→ Work task: State, as a number alone, how many lines of the data contain the string "Duration".

◇ ◇ ◇ ◇ ◇

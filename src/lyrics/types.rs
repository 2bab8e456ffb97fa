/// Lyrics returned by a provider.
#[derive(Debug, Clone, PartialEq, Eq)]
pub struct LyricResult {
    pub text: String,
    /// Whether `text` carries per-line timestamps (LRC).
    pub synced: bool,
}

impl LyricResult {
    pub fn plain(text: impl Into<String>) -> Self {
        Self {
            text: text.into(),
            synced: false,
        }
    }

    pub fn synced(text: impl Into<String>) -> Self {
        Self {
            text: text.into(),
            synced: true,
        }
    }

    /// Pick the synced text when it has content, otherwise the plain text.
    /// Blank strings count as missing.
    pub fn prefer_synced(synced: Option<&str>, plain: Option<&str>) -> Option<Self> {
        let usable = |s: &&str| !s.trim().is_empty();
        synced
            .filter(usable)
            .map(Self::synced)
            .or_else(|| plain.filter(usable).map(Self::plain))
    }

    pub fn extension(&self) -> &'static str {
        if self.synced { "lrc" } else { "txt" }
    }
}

◇ ◇ ◇ ◇ ◇

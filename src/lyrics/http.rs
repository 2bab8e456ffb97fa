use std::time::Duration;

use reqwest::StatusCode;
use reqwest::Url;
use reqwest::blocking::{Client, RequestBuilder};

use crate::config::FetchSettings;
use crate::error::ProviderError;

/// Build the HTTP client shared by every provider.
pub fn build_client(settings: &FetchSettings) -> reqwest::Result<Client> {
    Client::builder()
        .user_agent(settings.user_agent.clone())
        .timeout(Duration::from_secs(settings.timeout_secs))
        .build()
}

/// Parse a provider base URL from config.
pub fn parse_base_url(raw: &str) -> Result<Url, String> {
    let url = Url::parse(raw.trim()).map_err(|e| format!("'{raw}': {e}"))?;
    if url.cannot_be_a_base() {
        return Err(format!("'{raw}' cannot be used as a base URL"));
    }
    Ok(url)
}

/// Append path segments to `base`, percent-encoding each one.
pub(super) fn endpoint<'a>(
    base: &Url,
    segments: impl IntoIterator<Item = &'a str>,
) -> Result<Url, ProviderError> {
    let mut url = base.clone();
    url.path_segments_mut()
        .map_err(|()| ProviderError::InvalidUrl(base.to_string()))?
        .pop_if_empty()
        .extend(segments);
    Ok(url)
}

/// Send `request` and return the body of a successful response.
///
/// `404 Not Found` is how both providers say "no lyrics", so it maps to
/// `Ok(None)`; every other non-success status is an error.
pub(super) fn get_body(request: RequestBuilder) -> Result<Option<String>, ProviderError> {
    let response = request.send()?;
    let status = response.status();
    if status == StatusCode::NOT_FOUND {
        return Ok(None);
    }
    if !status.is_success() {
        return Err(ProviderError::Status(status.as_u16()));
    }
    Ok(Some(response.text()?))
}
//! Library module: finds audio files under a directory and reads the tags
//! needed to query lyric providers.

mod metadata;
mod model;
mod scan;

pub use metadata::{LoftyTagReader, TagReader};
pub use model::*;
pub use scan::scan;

◇ ◇ ◇ ◇ ◇

→ Your solution: 2